▶ Aim of the exercise
From the records below, please return each line that holds the word "AppState".

▶ Records provided
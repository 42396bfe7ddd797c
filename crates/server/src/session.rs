use axum::http::{header, HeaderMap};
use cookie::Cookie;
use shared::domain::SessionId;

pub(crate) const SESSION_COOKIE: &str = "session";

pub(crate) fn session_cookie(headers: &HeaderMap) -> Option<SessionId> {
    headers
        .get_all(header::COOKIE)
        .iter()
        .filter_map(|value| value.to_str().ok())
        .flat_map(Cookie::split_parse)
        .filter_map(Result::ok)
        .find(|cookie| cookie.name() == SESSION_COOKIE)
        .map(|cookie| SessionId::new(cookie.value()))
}

/// Session token of an HTTP request: `Authorization: Bearer` first, then the
/// session cookie.
pub(crate) fn request_session(headers: &HeaderMap) -> Option<SessionId> {
    let bearer = headers
        .get(header::AUTHORIZATION)
        .and_then(|value| value.to_str().ok())
        .and_then(|value| value.strip_prefix("Bearer "))
        .map(str::trim)
        .filter(|token| !token.is_empty())
        .map(SessionId::new);
    bearer.or_else(|| session_cookie(headers))
}
use std::sync::Arc;

use axum::{
    extract::{
        ws::{Message, WebSocket},
        Path, Query, State, WebSocketUpgrade,
    },
    http::{HeaderMap, StatusCode},
    response::{IntoResponse, Response},
    Json,
};
use futures::{SinkExt, StreamExt};
use serde::Deserialize;
use server_api::{authenticate_session, ensure_list_access};
use shared::{
    domain::{ListId, SessionId},
    error::{ApiError, ErrorCode, RealtimeError},
    protocol::UserIdentity,
};
use tokio::sync::mpsc;
use tracing::{debug, warn};

use crate::{
    app_state::AppState,
    coordinator::{ConnectionId, CoordinatorHandle, Outbound},
    registry::ListRegistry,
    routes::http_error,
    session::session_cookie,
};

#[derive(Debug, Deserialize)]
pub(crate) struct SocketQuery {
    #[serde(rename = "sessionId")]
    session_id: Option<String>,
}

impl SocketQuery {
    /// The query token wins; the session cookie is the fallback.
    pub(crate) fn session(self, headers: &HeaderMap) -> Option<SessionId> {
        self.session_id
            .filter(|token| !token.is_empty())
            .map(SessionId::new)
            .or_else(|| session_cookie(headers))
    }
}

pub(crate) async fn list_socket(
    State(state): State<Arc<AppState>>,
    Path(list_id): Path<String>,
    Query(query): Query<SocketQuery>,
    headers: HeaderMap,
    ws: Option<WebSocketUpgrade>,
) -> Response {
    let session = query.session(&headers);
    admit(&state, ListId::new(list_id), session, ws).await
}

/// Authenticates, authorizes and routes a connection attempt before any
/// socket is opened.
pub(crate) async fn admit(
    state: &AppState,
    list_id: ListId,
    session: Option<SessionId>,
    ws: Option<WebSocketUpgrade>,
) -> Response {
    let (identity, handle) = match prepare(state, &list_id, session.as_ref()).await {
        Ok(admitted) => admitted,
        Err(err) => {
            warn!(%list_id, code = ?err.code, message = %err.message, "list connection refused");
            return http_error(err).into_response();
        }
    };

    let Some(ws) = ws else {
        return (
            StatusCode::UPGRADE_REQUIRED,
            Json(ApiError::new(
                ErrorCode::Validation,
                "list connections require a websocket upgrade",
            )),
        )
            .into_response();
    };

    let registry = Arc::clone(&state.registry);
    ws.on_upgrade(move |socket| serve_socket(registry, handle, identity, socket))
}

async fn prepare(
    state: &AppState,
    list_id: &ListId,
    session: Option<&SessionId>,
) -> Result<(UserIdentity, CoordinatorHandle), ApiError> {
    let identity = authenticate_session(&state.api, session).await?;
    ensure_list_access(&state.api, list_id, &identity).await?;
    let handle = state.registry.resolve(list_id).await?;
    Ok((identity, handle))
}

/// Registers the connection, starting a fresh coordinator once if the one
/// resolved at admission went idle in the meantime.
async fn join(
    registry: &ListRegistry,
    handle: CoordinatorHandle,
    identity: UserIdentity,
    outbound: Outbound,
) -> Result<(CoordinatorHandle, ConnectionId), RealtimeError> {
    match handle.connect(identity.clone(), outbound.clone()).await {
        Ok(connection_id) => Ok((handle, connection_id)),
        Err(_) if handle.is_closed() => {
            debug!(list_id = %handle.list_id(), "coordinator stopped before join; resolving again");
            let fresh = registry.resolve(handle.list_id()).await?;
            let connection_id = fresh.connect(identity, outbound).await?;
            Ok((fresh, connection_id))
        }
        Err(err) => Err(err),
    }
}

async fn serve_socket(
    registry: Arc<ListRegistry>,
    handle: CoordinatorHandle,
    identity: UserIdentity,
    socket: WebSocket,
) {
    let (outbound, mut outbound_rx) = mpsc::unbounded_channel::<String>();
    let user_id = identity.id.clone();
    let list_id = handle.list_id().clone();
    let (handle, connection_id) = match join(&registry, handle, identity, outbound).await {
        Ok(joined) => joined,
        Err(err) => {
            warn!(%list_id, %user_id, error = %err, "coordinator rejected connection");
            return;
        }
    };

    let (mut sender, mut receiver) = socket.split();

    let mut writer = tokio::spawn(async move {
        while let Some(text) = outbound_rx.recv().await {
            if sender.send(Message::Text(text)).await.is_err() {
                break;
            }
        }
        let _ = sender.close().await;
    });

    // Inbound frames carry no meaning on list connections.
    let mut reader = tokio::spawn(async move {
        while let Some(Ok(message)) = receiver.next().await {
            if matches!(message, Message::Close(_)) {
                break;
            }
        }
    });

    tokio::select! {
        _ = (&mut writer) => reader.abort(),
        _ = (&mut reader) => writer.abort(),
    }

    handle.disconnect(connection_id).await;
    debug!(list_id = %handle.list_id(), %user_id, connection_id, "socket tasks finished");
}
impl Storage {
    pub async fn new(database_url: &str) -> Result<Self> {
        ensure_sqlite_parent_dir_exists(database_url)?;

        let connect_options = SqliteConnectOptions::from_str(database_url)?
            .create_if_missing(true)
            .foreign_keys(true);
        // Every connection to an in-memory database is its own database.
        let max_connections = if database_url == MEMORY_DATABASE_URL { 1 } else { 5 };
        let pool = SqlitePoolOptions::new()
            .max_connections(max_connections)
            .connect_with(connect_options)
            .await?;
        sqlx::migrate!("./migrations").run(&pool).await?;
        Ok(Self { pool })
    }

    pub async fn health_check(&self) -> Result<()> {
        let _: i64 = sqlx::query_scalar("SELECT 1")
            .fetch_one(&self.pool)
            .await
            .context("sqlite ping failed")?;
        Ok(())
    }

    pub async fn create_user(&self, name: &str, email: &str) -> Result<UserId> {
        let rec = sqlx::query(
            "INSERT INTO users (id, name, email, created_at) VALUES (?, ?, ?, ?)
             ON CONFLICT(email) DO UPDATE SET name=excluded.name
             RETURNING id",
        )
        .bind(UserId::generate().as_str())
        .bind(name)
        .bind(email)
        .bind(Utc::now().timestamp_millis())
        .fetch_one(&self.pool)
        .await?;
        Ok(UserId(rec.get::<String, _>(0)))
    }

    pub async fn create_session(
        &self,
        user_id: &UserId,
        valid_until: DateTime<Utc>,
    ) -> Result<SessionId> {
        let session_id = SessionId::generate();
        sqlx::query("INSERT INTO sessions (id, user_id, valid_until, created_at) VALUES (?, ?, ?, ?)")
            .bind(session_id.as_str())
            .bind(user_id.as_str())
            .bind(valid_until.timestamp_millis())
            .bind(Utc::now().timestamp_millis())
            .execute(&self.pool)
            .await
            .with_context(|| format!("failed to create session for user {user_id}"))?;
        Ok(session_id)
    }

    /// Resolves a session token to the owning user, or `None` when the session
    /// is unknown or expired.
    pub async fn valid_user_session(&self, session_id: &SessionId) -> Result<Option<UserIdentity>> {
        let row = sqlx::query(
            "SELECT u.id, u.name, u.email, s.valid_until
             FROM sessions s
             INNER JOIN users u ON u.id = s.user_id
             WHERE s.id = ?",
        )
        .bind(session_id.as_str())
        .fetch_optional(&self.pool)
        .await?;

        let Some(row) = row else {
            return Ok(None);
        };
        if row.get::<i64, _>(3) <= Utc::now().timestamp_millis() {
            return Ok(None);
        }
        Ok(Some(UserIdentity {
            id: UserId(row.get::<String, _>(0)),
            name: row.get::<String, _>(1),
            email: row.get::<String, _>(2),
        }))
    }

    pub async fn create_list(&self, name: &str, owner: &UserId) -> Result<ListId> {
        let list_id = ListId::generate();
        sqlx::query("INSERT INTO lists (id, name, created_at) VALUES (?, ?, ?)")
            .bind(list_id.as_str())
            .bind(name)
            .bind(Utc::now().timestamp_millis())
            .execute(&self.pool)
            .await?;
        self.grant_list_access(&list_id, owner).await?;
        Ok(list_id)
    }

    /// Lists the user can open, oldest first.
    pub async fn lists_for_user(&self, user_id: &UserId) -> Result<Vec<ListSummary>> {
        let rows = sqlx::query(
            "SELECT l.id, l.name
             FROM lists l
             INNER JOIN users_to_lists ul ON ul.list_id = l.id
             WHERE ul.user_id = ?
             ORDER BY l.created_at ASC, l.rowid ASC",
        )
        .bind(user_id.as_str())
        .fetch_all(&self.pool)
        .await?;
        rows.iter()
            .map(|row| {
                Ok(ListSummary {
                    id: ListId(row.try_get("id")?),
                    name: row.try_get("name")?,
                })
            })
            .collect()
    }

    pub async fn rename_list(&self, list_id: &ListId, name: &str) -> Result<Option<ListSummary>> {
        let row = sqlx::query("UPDATE lists SET name = ? WHERE id = ? RETURNING id, name")
            .bind(name)
            .bind(list_id.as_str())
            .fetch_optional(&self.pool)
            .await
            .with_context(|| format!("failed to rename list {list_id}"))?;
        row.map(|row| {
            Ok(ListSummary {
                id: ListId(row.try_get("id")?),
                name: row.try_get("name")?,
            })
        })
        .transpose()
    }

    /// The list with its members and item statistics, or `None` when it does
    /// not exist.
    pub async fn list_details(&self, list_id: &ListId) -> Result<Option<ListDetails>> {
        let Some(list) = sqlx::query("SELECT id, name, created_at FROM lists WHERE id = ?")
            .bind(list_id.as_str())
            .fetch_optional(&self.pool)
            .await?
        else {
            return Ok(None);
        };

        let users = sqlx::query(
            "SELECT u.id, u.name, u.email
             FROM users u
             INNER JOIN users_to_lists ul ON ul.user_id = u.id
             WHERE ul.list_id = ?
             ORDER BY u.name ASC, u.id ASC",
        )
        .bind(list_id.as_str())
        .fetch_all(&self.pool)
        .await?
        .iter()
        .map(|row| {
            Ok(UserIdentity {
                id: UserId(row.try_get("id")?),
                name: row.try_get("name")?,
                email: row.try_get("email")?,
            })
        })
        .collect::<Result<Vec<_>>>()?;

        let stats = sqlx::query(
            "SELECT COUNT(id) AS item_count,
                    COUNT(watched_at) AS watched_count,
                    COALESCE(SUM(duration), 0) AS total_duration,
                    COALESCE(SUM(CASE WHEN watched_at IS NOT NULL THEN duration ELSE 0 END), 0)
                        AS watched_duration,
                    AVG(rating) AS average_rating
             FROM list_items
             WHERE list_id = ?",
        )
        .bind(list_id.as_str())
        .fetch_one(&self.pool)
        .await?;

        Ok(Some(ListDetails {
            id: ListId(list.try_get("id")?),
            name: list.try_get("name")?,
            created_at: millis_to_datetime(list.try_get("created_at")?)?,
            users,
            stats: ListStats {
                count: stats.try_get("item_count")?,
                watched_count: stats.try_get("watched_count")?,
                total_duration: stats.try_get("total_duration")?,
                watched_duration: stats.try_get("watched_duration")?,
                average_rating: stats.try_get("average_rating")?,
            },
        }))
    }

    pub async fn grant_list_access(&self, list_id: &ListId, user_id: &UserId) -> Result<()> {
        sqlx::query(
            "INSERT INTO users_to_lists (user_id, list_id) VALUES (?, ?)
             ON CONFLICT(user_id, list_id) DO NOTHING",
        )
        .bind(user_id.as_str())
        .bind(list_id.as_str())
        .execute(&self.pool)
        .await
        .with_context(|| format!("failed to grant user {user_id} access to list {list_id}"))?;
        Ok(())
    }

    pub async fn has_list_access(&self, list_id: &ListId, user_id: &UserId) -> Result<bool> {
        let row = sqlx::query("SELECT 1 FROM users_to_lists WHERE user_id = ? AND list_id = ? LIMIT 1")
            .bind(user_id.as_str())
            .bind(list_id.as_str())
            .fetch_optional(&self.pool)
            .await?;
        Ok(row.is_some())
    }

    pub async fn insert_item(&self, list_id: &ListId, item: &NewItem) -> Result<ItemSnapshot> {
        let item_id = ItemId::generate();
        let now = Utc::now().timestamp_millis();
        sqlx::query(
            "INSERT INTO list_items (
                id, list_id, kind, external_id, title, overview, duration, episode_count,
                rating, release_date, poster_url, watched_at, priority, created_at, updated_at
             ) VALUES (?, ?, ?, ?, ?, ?, ?, ?, ?, ?, ?, NULL, ?, ?, ?)",
        )
        .bind(item_id.as_str())
        .bind(list_id.as_str())
        .bind(item.kind.as_str())
        .bind(item.external_id)
        .bind(&item.title)
        .bind(&item.overview)
        .bind(item.duration)
        .bind(item.episode_count)
        .bind(item.rating)
        .bind(item.release_date.map(|d| d.timestamp_millis()))
        .bind(&item.poster_url)
        .bind(item.priority)
        .bind(now)
        .bind(now)
        .execute(&self.pool)
        .await
        .with_context(|| format!("failed to insert item into list {list_id}"))?;

        self.load_item(list_id, &item_id)
            .await?
            .ok_or_else(|| anyhow!("item {item_id} vanished after insert"))
    }

    pub async fn load_item(&self, list_id: &ListId, item_id: &ItemId) -> Result<Option<ItemSnapshot>> {
        let row = sqlx::query(&format!(
            "SELECT {ITEM_COLUMNS} FROM list_items WHERE list_id = ? AND id = ?"
        ))
        .bind(list_id.as_str())
        .bind(item_id.as_str())
        .fetch_optional(&self.pool)
        .await?;
        row.as_ref().map(item_from_row).transpose()
    }

    /// Applies a partial edit and returns the committed item, or `None` when the
    /// item does not belong to the list. Only the columns present in `update`
    /// are written, in a single statement.
    pub async fn update_item(
        &self,
        list_id: &ListId,
        item_id: &ItemId,
        update: &ItemUpdate,
    ) -> Result<Option<ItemSnapshot>> {
        let mut query = QueryBuilder::<Sqlite>::new("UPDATE list_items SET updated_at = ");
        query.push_bind(Utc::now().timestamp_millis());
        if let Some(title) = &update.title {
            query.push(", title = ").push_bind(title.clone());
        }
        if let Some(overview) = &update.overview {
            query.push(", overview = ").push_bind(overview.clone());
        }
        if let Some(kind) = update.kind {
            query.push(", kind = ").push_bind(kind.as_str());
        }
        if let Some(duration) = update.duration {
            query.push(", duration = ").push_bind(duration);
        }
        if let Some(episode_count) = update.episode_count {
            query.push(", episode_count = ").push_bind(episode_count);
        }
        if let Some(priority) = update.priority {
            query.push(", priority = ").push_bind(priority);
        }
        if let Some(watched_at) = update.watched_at {
            query
                .push(", watched_at = ")
                .push_bind(watched_at.map(|d| d.timestamp_millis()));
        }
        query
            .push(" WHERE list_id = ")
            .push_bind(list_id.as_str())
            .push(" AND id = ")
            .push_bind(item_id.as_str())
            .push(format!(" RETURNING {ITEM_COLUMNS}"));

        let row = query
            .build()
            .fetch_optional(&self.pool)
            .await
            .with_context(|| format!("failed to update item {item_id}"))?;
        row.as_ref().map(item_from_row).transpose()
    }

    pub async fn set_watched_at(
        &self,
        list_id: &ListId,
        item_id: &ItemId,
        watched_at: Option<DateTime<Utc>>,
    ) -> Result<Option<ItemSnapshot>> {
        let row = sqlx::query(&format!(
            "UPDATE list_items SET watched_at = ?, updated_at = ?
             WHERE list_id = ? AND id = ?
             RETURNING {ITEM_COLUMNS}"
        ))
        .bind(watched_at.map(|d| d.timestamp_millis()))
        .bind(Utc::now().timestamp_millis())
        .bind(list_id.as_str())
        .bind(item_id.as_str())
        .fetch_optional(&self.pool)
        .await
        .with_context(|| format!("failed to set watch state of item {item_id}"))?;
        row.as_ref().map(item_from_row).transpose()
    }

    pub async fn remove_item(&self, list_id: &ListId, item_id: &ItemId) -> Result<bool> {
        let result = sqlx::query("DELETE FROM list_items WHERE list_id = ? AND id = ?")
            .bind(list_id.as_str())
            .bind(item_id.as_str())
            .execute(&self.pool)
            .await?;
        Ok(result.rows_affected() > 0)
    }

    /// Lists items with unwatched entries first, then by the requested column,
    /// then most recently watched.
    pub async fn list_items(&self, list_id: &ListId, filter: &ItemsFilter) -> Result<Vec<ItemSnapshot>> {
        let column = match filter.sort_by {
            SortBy::Duration => "duration",
            SortBy::Rating => "rating",
            SortBy::DateAdded => "created_at",
            SortBy::Priority => "priority",
        };
        let direction = match filter.sort_order {
            SortOrder::Asc => "ASC",
            SortOrder::Desc => "DESC",
        };
        let rows = sqlx::query(&format!(
            "SELECT {ITEM_COLUMNS}
             FROM list_items
             WHERE list_id = ?
             ORDER BY CASE WHEN watched_at IS NOT NULL THEN 1 ELSE 0 END,
                      {column} {direction},
                      watched_at DESC,
                      created_at ASC"
        ))
        .bind(list_id.as_str())
        .fetch_all(&self.pool)
        .await?;
        rows.iter().map(item_from_row).collect()
    }
}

▶ Result
    app_state::AppState,
    State(state): State<Arc<AppState>>,
    state: &AppState,
    state: &AppState,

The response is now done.